Assuming the rest of the country’s stay-at-home orders are gradually lifted in the coming months, PNC predicts “economic recovery should begin in the second half of 2020.”
But it won’t be a simple flick of the switch.
Long-term recovery
J.P. Morgan Chief Investment Officer Bob Michele told Bloomberg it could take 10 to 12 years to get the U.S. economy to its pre-pandemic levels, Mediaite reported.
“When you look at the Congressional Budget Office forecast for the end of 2021, they have unemployment at 9 percent, so sure, materially better than where we’re going to peak in the high teens. But during the peak of the financial crisis, unemployment hit 10 percent,” he said. “So even looking out a year and a half from now, we’re still going to be roughly where we were at the peak of the financial crisis.”

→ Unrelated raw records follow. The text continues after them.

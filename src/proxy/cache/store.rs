use std::io::ErrorKind;
use std::path::{Path, PathBuf};

use anyhow::{Context, Result};
use async_trait::async_trait;
use tokio::fs as async_fs;
use tokio::io::AsyncWriteExt;
use tracing::{debug, trace, warn};

use super::{CacheKey, CacheStore, StoreError};

const ENTRY_EXTENSION: &str = "cache";
const TEMP_PREFIX: &str = "tmp_";

/// One file per key inside a dedicated directory, holding the verbatim response bytes.
#[derive(Debug, Clone)]
pub struct DiskStore {
    disk_dir: PathBuf,
}

impl DiskStore {
    /// Create the cache directory if needed and clear temp files left by an interrupted write.
    pub async fn open(disk_dir: PathBuf) -> Result<Self> {
        async_fs::create_dir_all(&disk_dir)
            .await
            .with_context(|| format!("failed to create cache dir {}", disk_dir.display()))?;
        let store = Self { disk_dir };
        store.remove_temp_files().await?;
        Ok(store)
    }

    pub fn disk_dir(&self) -> &Path {
        &self.disk_dir
    }

    pub fn entry_path(&self, key: &CacheKey) -> PathBuf {
        self.disk_dir.join(format!("{key}.{ENTRY_EXTENSION}"))
    }

    fn temp_path(&self) -> PathBuf {
        self.disk_dir
            .join(format!("{TEMP_PREFIX}{}", uuid::Uuid::new_v4()))
    }

    async fn remove_temp_files(&self) -> Result<()> {
        let mut entries = async_fs::read_dir(&self.disk_dir)
            .await
            .with_context(|| format!("failed to list cache dir {}", self.disk_dir.display()))?;
        while let Some(entry) = entries.next_entry().await? {
            let is_temp = entry
                .file_name()
                .to_str()
                .map(|name| name.starts_with(TEMP_PREFIX))
                .unwrap_or(false);
            if is_temp && entry.file_type().await?.is_file() {
                debug!(path = %entry.path().display(), "removing stale cache temp file");
                let _ = async_fs::remove_file(entry.path()).await;
            }
        }
        Ok(())
    }

    async fn write_temp(&self, temp_path: &Path, bytes: &[u8]) -> std::io::Result<()> {
        let mut options = async_fs::OpenOptions::new();
        options.create(true).truncate(true).write(true);
        #[cfg(unix)]
        {
            options.mode(0o600);
        }
        let mut file = options.open(temp_path).await?;
        file.write_all(bytes).await?;
        file.flush().await?;
        file.sync_all().await
    }
}

#[async_trait]
impl CacheStore for DiskStore {
    async fn exists(&self, key: &CacheKey) -> bool {
        match async_fs::metadata(self.entry_path(key)).await {
            Ok(meta) => meta.is_file(),
            Err(_) => false,
        }
    }

    async fn read(&self, key: &CacheKey) -> Result<Vec<u8>, StoreError> {
        let path = self.entry_path(key);
        match async_fs::read(&path).await {
            Ok(bytes) => Ok(bytes),
            Err(err) if err.kind() == ErrorKind::NotFound => Err(StoreError::NotFound(key.clone())),
            Err(err) => Err(StoreError::io(path, err)),
        }
    }

    async fn write(&self, key: &CacheKey, bytes: &[u8]) -> Result<(), StoreError> {
        async_fs::create_dir_all(&self.disk_dir)
            .await
            .map_err(|err| StoreError::io(&self.disk_dir, err))?;

        let temp_path = self.temp_path();
        if let Err(err) = self.write_temp(&temp_path, bytes).await {
            let _ = async_fs::remove_file(&temp_path).await;
            return Err(StoreError::io(temp_path, err));
        }

        let final_path = self.entry_path(key);
        if let Err(err) = async_fs::rename(&temp_path, &final_path).await {
            warn!(
                error = %err,
                path = %final_path.display(),
                "failed to move cache entry into place"
            );
            let _ = async_fs::remove_file(&temp_path).await;
            return Err(StoreError::io(final_path, err));
        }
        trace!(key = %key, bytes = bytes.len(), "stored cache entry");
        Ok(())
    }
}

#[cfg(test)]
mod tests {
    use super::*;
    use std::fs;
    use tempfile::TempDir;

    #[tokio::test]
    async fn missing_entry_is_not_found() -> Result<()> {
        let dir = TempDir::new()?;
        let store = DiskStore::open(dir.path().join("cache")).await?;
        let key = CacheKey::for_url("http://example.test/missing");
        assert!(!store.exists(&key).await);
        let err = store.read(&key).await.expect_err("entry is absent");
        assert!(err.is_not_found());
        Ok(())
    }

    #[tokio::test]
    async fn write_creates_one_file_per_key() -> Result<()> {
        let dir = TempDir::new()?;
        let store = DiskStore::open(dir.path().to_path_buf()).await?;
        let key = CacheKey::for_url("http://example.test/a");
        let raw = b"HTTP/1.1 200 OK\r\nContent-Length: 5\r\n\r\nhello";

        store.write(&key, raw).await?;

        assert!(store.exists(&key).await);
        assert_eq!(store.read(&key).await?, raw);
        let path = store.entry_path(&key);
        assert_eq!(path.parent(), Some(dir.path()));
        assert_eq!(fs::read(&path)?, raw);
        let names: Vec<_> = fs::read_dir(dir.path())?
            .map(|entry| entry.map(|e| e.file_name()))
            .collect::<std::io::Result<_>>()?;
        assert_eq!(names.len(), 1, "temp files must not linger: {names:?}");
        Ok(())
    }

    #[tokio::test]
    async fn write_replaces_existing_entry() -> Result<()> {
        let dir = TempDir::new()?;
        let store = DiskStore::open(dir.path().to_path_buf()).await?;
        let key = CacheKey::for_url("http://example.test/a");
        store.write(&key, b"old").await?;
        store.write(&key, b"new and longer").await?;
        assert_eq!(store.read(&key).await?, b"new and longer");
        Ok(())
    }

    #[tokio::test]
    async fn write_recreates_removed_directory() -> Result<()> {
        let dir = TempDir::new()?;
        let cache_dir = dir.path().join("cache");
        let store = DiskStore::open(cache_dir.clone()).await?;
        fs::remove_dir_all(&cache_dir)?;
        let key = CacheKey::for_url("http://example.test/a");
        store.write(&key, b"bytes").await?;
        assert_eq!(store.read(&key).await?, b"bytes");
        Ok(())
    }

    #[tokio::test]
    async fn open_clears_stale_temp_files() -> Result<()> {
        let dir = TempDir::new()?;
        let stale = dir.path().join("tmp_leftover");
        fs::write(&stale, b"partial")?;
        let kept = dir.path().join("keep.cache");
        fs::write(&kept, b"entry")?;

        DiskStore::open(dir.path().to_path_buf()).await?;

        assert!(!stale.exists());
        assert!(kept.exists());
        Ok(())
    }

    #[tokio::test]
    async fn entries_survive_reopen() -> Result<()> {
        let dir = TempDir::new()?;
        let key = CacheKey::for_url("http://example.test/persist");
        {
            let store = DiskStore::open(dir.path().to_path_buf()).await?;
            store.write(&key, b"persisted").await?;
        }
        let reopened = DiskStore::open(dir.path().to_path_buf()).await?;
        assert_eq!(reopened.read(&key).await?, b"persisted");
        Ok(())
    }

    #[cfg(unix)]
    #[tokio::test]
    async fn entries_use_restrictive_permissions() -> Result<()> {
        use std::os::unix::fs::PermissionsExt;

        let dir = TempDir::new()?;
        let store = DiskStore::open(dir.path().to_path_buf()).await?;
        let key = CacheKey::for_url("http://example.test/perm");
        store.write(&key, b"payload").await?;
        let mode = fs::metadata(store.entry_path(&key))?.permissions().mode() & 0o777;
        assert_eq!(mode, 0o600);
        Ok(())
    }
}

Back in March, Deloitte Insights published a report that explored the “economic consequences” of the novel coronavirus on the U.S. — something economists refer to as an “external shock.”
The report laid out three possible scenarios for the economy to follow after COVID-19: a recession, a financial crisis and deep recession, or a “long hard trek to recovery.”
Deloitte predicted each scenario had a probability of 50%, 30% or 20%, respectively, depending upon what path the pandemic took and how soon people can get back to their regular business.
Under the first two scenarios in which the outbreak “begins to recede” by early May, the accounting organization reported the economy could be headed for recovery by early to mid- 2021, with a “strong recovery” by 2022 in the latter prediction.
But if regional outbreaks of the coronavirus continue for a year or longer with accompanying interruptions in local economies and overall slow growth elsewhere, Deloitte predicted recovery could take more time.
“After falling substantially in 2020, GDP is flat in 2021, and unemployment remains high,” the report predicts. “Growth then picks up to 3% or more by 2023 and remains high for another year because of pent-up demand for big-ticket items, combined with very accommodative monetary and fiscal policy.”
In the meantime, Jason Furman, an economist and professor at Harvard Kennedy School, told CNBC the U.S. is in “a medically induced coma” — the likes of which we’ve never seen before.
“Economists are not at all confident,” he said.
If the U.S. is hit with a financial crisis and a recession, Furman told CNBC it could take “five to 10 years for the economy to return to normal.”